Many medieval commentaries focus on the context of this mitzvah in the midst of other mitzvot that concern warfare. Ramban therefore explains that there are pragmatic reasons to welcome refugees. If they are sent back to their prior homes they can reveal secrets to our foreign adversaries. Hizkuni points out that many fugitive slaves take advantage of the chaos of war to escape their servitude. 

But the Torah points to a different context for understanding this mitzvah. The next verse teaches us:

עִמְּךָ יֵשֵׁב בְּקִרְבְּךָ בַּמָּקוֹם אֲשֶׁר־יִבְחַר בְּאַחַד שְׁעָרֶיךָ בַּטּוֹב לוֹ לֹא תּוֹנֶנּוּ׃ {ס}        

He shall live with you in any place he may choose among the settlements in your midst, wherever he pleases; you must not ill-treat him

The Torah tells us that this fugitive slave can chose any city in Israel to settle. But the Torah does so using language that should attract our attention. The fugitive slave can live בַּמָּקוֹם אֲשֶׁר־יִבְחַר in the place that he shall choose. This is a direct echo of a phrase that appears dozens of times in Sefer Devarim in a very different context. The phrase בַּמָּקוֹם אֲשֶׁר־יִבְחַר is the Torah’s way of referring to the place that God shall choose to have God’s name rest. It is how Sefer Devarim refers to the future selection of Yerushalayim as the home for the Beit HaMikdash and the place where God’s very presence rests.

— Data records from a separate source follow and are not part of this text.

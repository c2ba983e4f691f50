// Copyright (C) 2025 SyncMyOrders Sp. z o.o.
// SPDX-License-Identifier: AGPL-3.0-or-later
//! Session leases: the exclusive, TTL-bounded right of one manager to
//! drive a session's queue.
//!
//! Acquisition is linearized by the store's set-if-absent; renewal and
//! release go through the atomic compare-and-refresh and
//! compare-and-delete so an expired owner can never extend or free a
//! successor's lease.

use std::sync::Arc;
use std::time::Duration;

use tracing::debug;

use crate::error::{CoreError, Result};
use crate::kv::KvStore;

/// Lease TTL. A manager that stays silent longer than this relinquishes
/// its sessions implicitly.
pub const LEASE_TTL: Duration = Duration::from_secs(30);

/// KV key holding a session's lease.
pub fn lock_key(session_id: &str) -> String {
    format!("session:lock:{session_id}")
}

/// Lease operations bound to one manager identity.
#[derive(Clone)]
pub struct SessionLease {
    kv: Arc<dyn KvStore>,
    manager_id: String,
    ttl: Duration,
}

impl SessionLease {
    /// Create a lease handle for the given manager id.
    pub fn new(kv: Arc<dyn KvStore>, manager_id: String) -> Self {
        Self {
            kv,
            manager_id,
            ttl: LEASE_TTL,
        }
    }

    /// Override the TTL. Tests shorten it to exercise expiry.
    pub fn with_ttl(mut self, ttl: Duration) -> Self {
        self.ttl = ttl;
        self
    }

    /// The owning manager id this handle acquires and releases under.
    pub fn manager_id(&self) -> &str {
        &self.manager_id
    }

    /// Try to acquire the lease. Returns false when another manager holds it.
    pub async fn acquire(&self, session_id: &str) -> Result<bool> {
        let acquired = self
            .kv
            .set_if_absent(&lock_key(session_id), &self.manager_id, self.ttl)
            .await?;
        debug!(session_id, manager_id = %self.manager_id, acquired, "lease acquire");
        Ok(acquired)
    }

    /// Renew the lease by re-arming the TTL on the same value, via the
    /// atomic compare-and-refresh.
    ///
    /// Fails with [`CoreError::LeaseLost`] when the key expired or another
    /// manager now holds it; the caller must relinquish its worker without
    /// touching shared state.
    pub async fn renew(&self, session_id: &str) -> Result<()> {
        let key = lock_key(session_id);
        if self
            .kv
            .compare_and_refresh(&key, &self.manager_id, self.ttl)
            .await?
        {
            return Ok(());
        }
        // read the current holder for the diagnostic only
        let holder = self.kv.get(&key).await?;
        Err(CoreError::LeaseLost {
            session_id: session_id.to_string(),
            holder,
        })
    }

    /// True when this manager currently holds the lease.
    pub async fn is_owned(&self, session_id: &str) -> Result<bool> {
        Ok(self.kv.get(&lock_key(session_id)).await?.as_deref() == Some(self.manager_id.as_str()))
    }

    /// Release the lease via compare-and-delete.
    ///
    /// Returns false (a no-op) when the TTL already expired or another
    /// manager holds the lease.
    pub async fn release(&self, session_id: &str) -> Result<bool> {
        let released = self
            .kv
            .compare_and_delete(&lock_key(session_id), &self.manager_id)
            .await?;
        debug!(session_id, manager_id = %self.manager_id, released, "lease release");
        Ok(released)
    }
}

#[cfg(test)]
mod tests {
    use super::*;
    use crate::kv::MemoryKv;

    fn lease(kv: &Arc<MemoryKv>, id: &str) -> SessionLease {
        let kv: Arc<dyn KvStore> = kv.clone();
        SessionLease::new(kv, id.to_string())
    }

    #[tokio::test]
    async fn acquire_is_exclusive() {
        let kv = Arc::new(MemoryKv::new());
        let a = lease(&kv, "manager-a");
        let b = lease(&kv, "manager-b");

        assert!(a.acquire("s1").await.unwrap());
        assert!(!b.acquire("s1").await.unwrap());
        assert!(a.is_owned("s1").await.unwrap());
        assert!(!b.is_owned("s1").await.unwrap());
    }

    #[tokio::test]
    async fn release_requires_ownership() {
        let kv = Arc::new(MemoryKv::new());
        let a = lease(&kv, "manager-a");
        let b = lease(&kv, "manager-b");

        assert!(a.acquire("s1").await.unwrap());
        // releasing a lease you do not own is a no-op
        assert!(!b.release("s1").await.unwrap());
        assert!(a.is_owned("s1").await.unwrap());
        assert!(a.release("s1").await.unwrap());
        // double release tolerates the already-gone key
        assert!(!a.release("s1").await.unwrap());
    }

    #[tokio::test]
    async fn renew_detects_takeover() {
        let kv = Arc::new(MemoryKv::new());
        let a = lease(&kv, "manager-a").with_ttl(Duration::from_millis(30));
        let b = lease(&kv, "manager-b");

        assert!(a.acquire("s1").await.unwrap());
        a.renew("s1").await.unwrap();

        tokio::time::sleep(Duration::from_millis(40)).await;
        assert!(b.acquire("s1").await.unwrap());

        let err = a.renew("s1").await.unwrap_err();
        match err {
            CoreError::LeaseLost { holder, .. } => {
                assert_eq!(holder.as_deref(), Some("manager-b"));
            }
            other => panic!("expected LeaseLost, got {other:?}"),
        }
        // the stale renew must not have overwritten the successor's lease
        assert!(b.is_owned("s1").await.unwrap());
        assert!(!a.is_owned("s1").await.unwrap());
    }

    #[tokio::test]
    async fn renew_after_expiry_reports_loss() {
        let kv = Arc::new(MemoryKv::new());
        let a = lease(&kv, "manager-a").with_ttl(Duration::from_millis(20));

        assert!(a.acquire("s1").await.unwrap());
        tokio::time::sleep(Duration::from_millis(30)).await;
        let err = a.renew("s1").await.unwrap_err();
        assert!(matches!(err, CoreError::LeaseLost { holder: None, .. }));
    }
}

What emerges from this comparison is that the Torah is drawing our attention to two types of choices which both demand our respect. God’s choice of where the Beit HaMikdash will be built – surrounding the most exclusive location on earth where the most elevated human being, the Kohen Gadol, enters on the holiest day of the year, Yom Kippur. And the choice of the fugitive slave to make a new home for himself among us in a place that he shall chose where he feels safe.  

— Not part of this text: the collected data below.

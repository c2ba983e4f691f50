// Copyright (C) 2025 SyncMyOrders Sp. z o.o.
// SPDX-License-Identifier: AGPL-3.0-or-later
//! Error types for stepfleet-core.

use thiserror::Error;

/// Result type using CoreError.
pub type Result<T> = std::result::Result<T, CoreError>;

/// Errors surfaced by the shared KV store.
#[derive(Debug, Error)]
#[non_exhaustive]
pub enum KvError {
    /// The store was unreachable and the client's bounded retries were
    /// exhausted. Callers may retry the whole operation.
    #[error("transient KV error: {0}")]
    Transient(String),

    /// The store answered, but the command failed.
    #[error("KV backend error: {0}")]
    Backend(String),

    /// A stored value could not be decoded into the expected shape.
    #[error("KV decode error: {0}")]
    Decode(String),

    /// The subscription connection is gone and will not be re-established.
    #[error("KV subscription closed")]
    SubscriptionClosed,
}

/// Core errors that can occur while driving sessions.
#[derive(Debug, Error)]
#[non_exhaustive]
pub enum CoreError {
    /// KV store operation failed.
    #[error("KV error: {0}")]
    Kv(#[from] KvError),

    /// JSON serialization/deserialization failed.
    #[error("JSON error: {0}")]
    Json(#[from] serde_json::Error),

    /// A stored record violated the wire contract.
    #[error("protocol error: {0}")]
    Protocol(String),

    /// The session has no persisted state.
    #[error("session '{0}' not found")]
    SessionNotFound(String),

    /// The session is terminated and must not be resumed.
    #[error("session '{0}' is terminated")]
    SessionTerminated(String),

    /// The lease on a session was lost to another manager.
    #[error("lease on session '{session_id}' lost to {holder:?}")]
    LeaseLost {
        /// The session whose lease was lost.
        session_id: String,
        /// Current holder, if one could be read.
        holder: Option<String>,
    },

    /// Step execution failed. The queue applies retry/backoff.
    #[error("step execution failed: {0}")]
    Executor(String),

    /// A queued job record was missing or corrupt.
    #[error("job '{job_id}' unreadable: {reason}")]
    JobUnreadable {
        /// The job id.
        job_id: String,
        /// What was wrong with it.
        reason: String,
    },
}

impl CoreError {
    /// True when retrying the same operation may succeed.
    pub fn is_transient(&self) -> bool {
        matches!(self, Self::Kv(KvError::Transient(_)))
    }
}

#[cfg(test)]
mod tests {
    use super::*;

    #[test]
    fn transient_classification() {
        assert!(CoreError::Kv(KvError::Transient("down".into())).is_transient());
        assert!(!CoreError::Kv(KvError::Backend("bad type".into())).is_transient());
        assert!(!CoreError::Executor("boom".into()).is_transient());
    }

    #[test]
    fn kv_error_converts() {
        let err: CoreError = KvError::SubscriptionClosed.into();
        assert!(matches!(err, CoreError::Kv(KvError::SubscriptionClosed)));
    }
}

As we build Jewish communities we should keep those models in mind. A shul is a “mikdash me’at” it is a small scale beit hamikdash where we dedicate ourselves to the service of God and we try our hardest to faithfully abide by all the rules and customs that allow the sacred nature of this space to be manifest. Just like the Beit HaMikdash we pay careful attention to who does what and where and when and how. But a shul also has to be a place of refuge. A sacred community, a kehilah kedoshah, is also one where the most vulnerable and most marginalized and most victimized can find safety and support and community.

When my father was a child, the most vulnerable people on earth were Jews like him. Today there are many millions of people around the world who are facing similar dangers to those faced by our parents and grandparents. I have been proud to read Governor Pritzker’s remarks upon welcoming asylum seekers bussed to Chicago this week from the Southern border:

Illinois welcomes refugees, asylum seekers and immigrants and we are working with federal and city officials to ensure that these individuals are treated with respect and safety as they look to connect with their family and friends,” Pritzker said. “My great-grandfather came to this country as an immigrant fleeing Ukraine in 1881. Immigrants just like my family seeking freedom and opportunity built this country. Illinois is and has always been a welcoming state.”

We face east towards Yerushalayim three times every day when we pray because God chose that location. The Torah tells us that the choice of the fugitive of a place to live among us is no less sacrosanct.